Outcome: Claude identifies the order, parses the event array, and reports back: "I found order #1042 for Sarah Smith. According to the events, the package was scanned at the local distribution center on Tuesday, but an 'Address Undeliverable' exception was logged today at 8:14 AM."

Scenario 2: DevOps Engineer Configuring Event Webhooks

A DevOps engineer needs to ensure that the internal alerting system receives real-time notifications whenever a shipment goes into a "Return to Sender" state.

sequenceDiagram
    participant User as DevOps Engineer
    participant Claude as Claude Desktop
    participant Truto as Truto MCP Server
    participant Malomo as Malomo API
    
    User->>Claude: "Check our active Malomo webhooks..."
    Claude->>Truto: tools/call (list_all_malomo_webhooks)
    Truto->>Malomo: GET /webhooks
    Malomo-->>Truto: 200 OK (List of webhooks)
    Truto-->>Claude: JSON response
    Claude->>User: "You have two active webhooks..."
    
    User->>Claude: "Create a new one for shipment exceptions..."
    Claude->>Truto: tools/call (create_a_malomo_webhook)
    Truto->>Malomo: POST /webhooks {topic: "shipment.exception"}
    Malomo-->>Truto: 201 Created
    Truto-->>Claude: Webhook ID
    Claude->>User: "Webhook successfully configured."

"List all of our active Malomo webhooks.

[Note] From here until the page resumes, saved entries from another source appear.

//! 송신 속도 제어 (토큰 버킷)
//!
//! 토큰 단위는 비트. 멀티캐스트로 내보내는 프레임마다 `프레임 길이 × 8` 토큰을 소비한다.

use std::time::Duration;

use tokio::sync::{watch, Mutex};
use tokio::time::Instant;
use tracing::debug;

use crate::session::wait_for_shutdown;
use crate::{Error, Result};

/// 토큰 버킷
///
/// 시간은 호출자가 넘긴다. 시계가 뒤로 가면 경과 시간을 0으로 본다.
#[derive(Debug)]
pub struct TokenBucket {
    capacity: f64,
    available: f64,
    refill_rate: f64,
    last_refill: Instant,
}

impl TokenBucket {
    /// 가득 찬 상태로 생성
    pub fn new(refill_rate: f64, capacity: f64, now: Instant) -> Self {
        let capacity = capacity.max(0.0);
        Self {
            capacity,
            available: capacity,
            refill_rate: refill_rate.max(0.0),
            last_refill: now,
        }
    }

    /// 속도/용량 변경. 남은 토큰은 새 용량으로 잘린다
    pub fn configure(&mut self, refill_rate: f64, capacity: f64) {
        self.refill_rate = refill_rate.max(0.0);
        self.capacity = capacity.max(0.0);
        self.available = self.available.min(self.capacity);
    }

    pub fn capacity(&self) -> f64 {
        self.capacity
    }

    pub fn available(&self) -> f64 {
        self.available
    }

    pub fn refill_rate(&self) -> f64 {
        self.refill_rate
    }

    /// 속도 제한이 없는 버킷인지
    pub fn is_unlimited(&self) -> bool {
        self.refill_rate == 0.0
    }

    pub fn refill(&mut self, now: Instant) {
        let elapsed = now.saturating_duration_since(self.last_refill);
        if now > self.last_refill {
            self.last_refill = now;
        }
        self.available = (self.available + elapsed.as_secs_f64() * self.refill_rate).min(self.capacity);
    }

    /// 즉시 소비 시도
    ///
    /// 부족하면 모자란 토큰이 채워질 때까지의 대기 시간을 돌려준다.
    pub fn try_acquire(&mut self, tokens: f64, now: Instant) -> std::result::Result<(), Duration> {
        if self.is_unlimited() {
            return Ok(());
        }
        self.refill(now);
        if self.available >= tokens {
            self.available -= tokens;
            return Ok(());
        }
        let deficit = tokens - self.available;
        Err(Duration::from_secs_f64(deficit / self.refill_rate))
    }

    /// 대기 후 소비. 용량보다 큰 요청은 버킷을 비운다
    pub fn debit_after_wait(&mut self, tokens: f64, now: Instant) {
        if self.is_unlimited() {
            return;
        }
        self.refill(now);
        self.available = (self.available - tokens).max(0.0);
    }
}

/// 비동기 속도 제어기
///
/// `acquire`는 송신 경로의 유일한 대기 지점이며 종료 신호로 깨어난다.
pub struct RateShaper {
    bucket: Mutex<TokenBucket>,
    shutdown: watch::Receiver<bool>,
}

impl RateShaper {
    /// `rate_bps`가 0이면 속도 제한 없음
    pub fn new(rate_bps: u64, burst_bits: u64, shutdown: watch::Receiver<bool>) -> Self {
        Self {
            bucket: Mutex::new(TokenBucket::new(
                rate_bps as f64,
                burst_bits as f64,
                Instant::now(),
            )),
            shutdown,
        }
    }

    pub async fn configure(&self, rate_bps: u64, burst_bits: u64) {
        let mut bucket = self.bucket.lock().await;
        bucket.refill(Instant::now());
        bucket.configure(rate_bps as f64, burst_bits as f64);
    }

    /// `tokens`개가 모일 때까지 대기 후 소비
    ///
    /// 종료 신호가 오면 `Error::Shutdown`.
    pub async fn acquire(&self, tokens: u64) -> Result<()> {
        let mut shutdown = self.shutdown.clone();
        if *shutdown.borrow() {
            return Err(Error::Shutdown);
        }

        // 대기 중에도 잠금을 유지해 호출 순서대로 토큰을 받는다
        let mut bucket = self.bucket.lock().await;
        let tokens = tokens as f64;
        let wait = match bucket.try_acquire(tokens, Instant::now()) {
            Ok(()) => return Ok(()),
            Err(wait) => wait,
        };

        debug!("pacing 대기: {:?} ({} 토큰)", wait, tokens);
        tokio::select! {
            _ = tokio::time::sleep(wait) => {}
            _ = wait_for_shutdown(&mut shutdown) => return Err(Error::Shutdown),
        }

        bucket.debit_after_wait(tokens, Instant::now());
        Ok(())
    }

    pub async fn available(&self) -> f64 {
        let mut bucket = self.bucket.lock().await;
        bucket.refill(Instant::now());
        bucket.available()
    }
}

#[cfg(test)]
mod tests {
    use super::*;

    #[test]
    fn test_burst_within_capacity() {
        let now = Instant::now();
        let mut bucket = TokenBucket::new(100.0, 10.0, now);
        for _ in 0..10 {
            assert!(bucket.try_acquire(1.0, now).is_ok());
        }
        let wait = bucket.try_acquire(1.0, now).unwrap_err();
        assert_eq!(wait, Duration::from_millis(10));
    }

    #[test]
    fn test_refill_capped_at_capacity() {
        let start = Instant::now();
        let mut bucket = TokenBucket::new(100.0, 10.0, start);
        assert!(bucket.try_acquire(10.0, start).is_ok());

        bucket.refill(start + Duration::from_millis(50));
        assert!((bucket.available() - 5.0).abs() < 1e-9);

        bucket.refill(start + Duration::from_secs(60));
        assert_eq!(bucket.available(), 10.0);
    }

    #[test]
    fn test_clock_going_backwards_grants_nothing() {
        let start = Instant::now() + Duration::from_secs(1);
        let mut bucket = TokenBucket::new(100.0, 10.0, start);
        assert!(bucket.try_acquire(10.0, start).is_ok());

        bucket.refill(start - Duration::from_millis(500));
        assert_eq!(bucket.available(), 0.0);
        // 이후 정상 시간으로 돌아와도 과다 지급 없음
        bucket.refill(start + Duration::from_millis(10));
        assert!((bucket.available() - 1.0).abs() < 1e-9);
    }

    #[test]
    fn test_oversized_request_empties_bucket() {
        let now = Instant::now();
        let mut bucket = TokenBucket::new(10.0, 5.0, now);
        let wait = bucket.try_acquire(15.0, now).unwrap_err();
        assert_eq!(wait, Duration::from_secs(1));
        bucket.debit_after_wait(15.0, now + wait);
        assert_eq!(bucket.available(), 0.0);
    }

    #[test]
    fn test_unlimited_rate() {
        let now = Instant::now();
        let mut bucket = TokenBucket::new(0.0, 0.0, now);
        for _ in 0..1000 {
            assert!(bucket.try_acquire(12_000.0, now).is_ok());
        }
    }

    #[tokio::test(start_paused = true)]
    async fn test_acquire_blocks_beyond_capacity() {
        let (_tx, rx) = watch::channel(false);
        let shaper = RateShaper::new(1_000, 100, rx);

        let start = Instant::now();
        for _ in 0..100 {
            shaper.acquire(1).await.unwrap();
        }
        assert_eq!(start.elapsed(), Duration::ZERO);

        shaper.acquire(1).await.unwrap();
        assert!(start.elapsed() >= Duration::from_millis(1));
    }

    #[tokio::test(start_paused = true)]
    async fn test_long_run_throughput() {
        let (_tx, rx) = watch::channel(false);
        // 8000 bit/s, 버스트 800 bit
        let shaper = RateShaper::new(8_000, 800, rx);

        let start = Instant::now();
        for _ in 0..100 {
            shaper.acquire(80).await.unwrap();
        }
        // 8000 bit 중 처음 800 bit는 버스트
        let elapsed = start.elapsed().as_secs_f64();
        assert!(elapsed >= 0.89 && elapsed <= 1.01, "elapsed = {}", elapsed);
    }

    #[tokio::test(start_paused = true)]
    async fn test_shutdown_interrupts_acquire() {
        let (tx, rx) = watch::channel(false);
        let shaper = std::sync::Arc::new(RateShaper::new(10, 10, rx));
        shaper.acquire(10).await.unwrap();

        let waiter = {
            let shaper = shaper.clone();
            tokio::spawn(async move { shaper.acquire(1_000).await })
        };
        tokio::time::sleep(Duration::from_millis(10)).await;
        tx.send(true).unwrap();

        let result = waiter.await.unwrap();
        assert!(matches!(result, Err(Error::Shutdown)));
        assert!(matches!(shaper.acquire(1).await, Err(Error::Shutdown)));
    }
}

If we don't have one set up for the 'shipment.exception' topic, create one pointing to https://alerts.internal.com/malomo."

Tool Sequence:

1. list_all_malomo_webhooks (Claude inspects the active array of webhooks).
2. create_a_malomo_webhook (Claude determines the topic is missing and constructs the POST payload with the provided URL).

Outcome: Claude audits the existing infrastructure, identifies the gap, and dynamically provisions the new webhook without the engineer writing a single cURL request.

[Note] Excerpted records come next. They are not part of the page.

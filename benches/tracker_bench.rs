use std::sync::Arc;

use bytes::Bytes;
use criterion::{black_box, criterion_group, criterion_main, BatchSize, Criterion, Throughput};

use fmtp::{BlockTracker, BopInfo, Blake3Authenticator, Config, MacKey, Pdu, PduCodec, ProductId};

const PRODUCT_SIZE: usize = 1_400 * 1_000;

fn assemble_product(c: &mut Criterion) {
    let config = Config::default();
    let block = config.block_size;
    let payload = vec![0x5Au8; block];

    let mut group = c.benchmark_group("tracker");
    group.throughput(Throughput::Bytes(PRODUCT_SIZE as u64));
    group.bench_function("assemble_1000_blocks", |b| {
        b.iter_batched(
            || BlockTracker::new(&config),
            |mut tracker| {
                let id = ProductId(1);
                tracker
                    .begin(id, BopInfo::new(PRODUCT_SIZE as u32, Bytes::new()))
                    .unwrap();
                for offset in (0..PRODUCT_SIZE).step_by(block) {
                    tracker.insert_block(id, offset as u32, &payload).unwrap();
                }
                black_box(tracker.drain_events())
            },
            BatchSize::SmallInput,
        )
    });

    group.bench_function("missing_ranges_sparse", |b| {
        let mut tracker = BlockTracker::new(&config);
        let id = ProductId(1);
        tracker
            .begin(id, BopInfo::new(PRODUCT_SIZE as u32, Bytes::new()))
            .unwrap();
        // 일곱 블록마다 하나씩 누락
        for (i, offset) in (0..PRODUCT_SIZE).step_by(block).enumerate() {
            if i % 7 != 0 {
                tracker.insert_block(id, offset as u32, &payload).unwrap();
            }
        }
        b.iter(|| black_box(tracker.missing_ranges(id)))
    });
    group.finish();
}

fn codec(c: &mut Criterion) {
    let codec = PduCodec::new(Arc::new(Blake3Authenticator::new(MacKey::from_bytes([7u8; 32]))));
    let pdu = Pdu::data(ProductId(42), 1_400 * 17, Bytes::from(vec![0xA5u8; 1_400]));
    let frame = codec.encode(&pdu).unwrap();

    let mut group = c.benchmark_group("codec");
    group.throughput(Throughput::Bytes(frame.len() as u64));
    group.bench_function("encode_data_pdu", |b| b.iter(|| codec.encode(black_box(&pdu)).unwrap()));
    group.bench_function("decode_data_pdu", |b| b.iter(|| codec.decode(black_box(&frame)).unwrap()));
    group.finish();
}

criterion_group!(benches, assemble_product, codec);
criterion_main!(benches);
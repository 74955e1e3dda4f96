//! 수신 세션
//!
//! - 멀티캐스트 수신 루프: PDU 디코딩 후 블록 추적기 갱신
//! - 재전송 채널 루프: 재전송 데이터/거부 수신, 요청 송신
//! - 주기 타이머: 누락 판정, 재전송 요청, 손실 판정
//!
//! 추적기와 재전송 큐는 각자 잠금 하나로 보호한다.
//! 잠금 순서는 항상 추적기 → 큐이며 await 중에는 잡지 않는다.

use std::net::{Ipv4Addr, SocketAddr};
use std::sync::Arc;
use std::time::Instant;

use parking_lot::Mutex;
use tokio::sync::{mpsc, watch};
use tokio::task::JoinHandle;
use tokio::time::MissedTickBehavior;
use tracing::{debug, error, info, warn};

use crate::auth::{Blake3Authenticator, MacKey};
use crate::channel::{MulticastChannel, UnicastChannel, UnicastReader, UnicastWriter};
use crate::crypto::EphemeralKeyPair;
use crate::error::{DecodeError, ErrorClass};
use crate::message::{read_handshake, write_handshake, HandshakeMessage};
use crate::pdu::{Pdu, PduCodec, ProductId, SegmentKind};
use crate::retransmit::{RetransmissionQueue, RetryPolicy};
use crate::session::{
    wait_for_shutdown, LossReason, ProductQueue, SessionEvent, SessionState, ShutdownSignal,
    StateMachine,
};
use crate::stats::{SessionStats, StatsSnapshot};
use crate::tracker::{BlockRange, BlockTracker, CompletedProduct, TrackerEvent};
use crate::{Config, Error, Result, PROTOCOL_VERSION};

/// 세션 이벤트 수신기 타입
pub type EventReceiver = mpsc::UnboundedReceiver<SessionEvent>;

/// 수신 세션 공유 상태
struct ReceiverShared {
    config: Config,
    tracker: Mutex<BlockTracker>,
    queue: Mutex<RetransmissionQueue>,
    products: Arc<dyn ProductQueue>,
    machine: StateMachine,
    stats: SessionStats,
    control_tx: mpsc::UnboundedSender<Pdu>,
    shutdown: ShutdownSignal,
}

Security and Access Control

Exposing B2B SaaS data to an LLM requires strict governance. Truto's MCP architecture provides multiple layers of access control, enforced at the token level.

• Method Filtering: You can restrict a Malomo MCP server to specific operation types using the config.methods array. Setting this to ["read"] ensures the agent can query orders and events, but cannot perform destructive updates or create webhooks.
• Tag Filtering: Limit the server's scope by functional area. Using config.tags = ["orders"] hides all webhook and customer management tools, exposing only shipment and order operations to the LLM.
• Extra Authentication (require_api_token_auth): By default, possessing the MCP URL is enough to invoke tools. Setting require_api_token_auth: true forces the MCP client to also pass a valid Truto API token in the Authorization header, adding a mandatory secondary authentication layer.
• Automatic Expiration (expires_at): You can generate ephemeral MCP servers for temporary investigations. Setting an ISO datetime in the expires_at field schedules an automatic cleanup alarm. Once expired, the server endpoint is destroyed, terminating the model's access instantly.

Connecting Malomo to Claude via a managed MCP server removes the boilerplate of building API wrappers. Instead of dealing with destructive array structures, pagination cursors, and raw HTTP 429 errors manually, your engineering team can focus on writing better agent prompts and orchestrating complex support resolutions.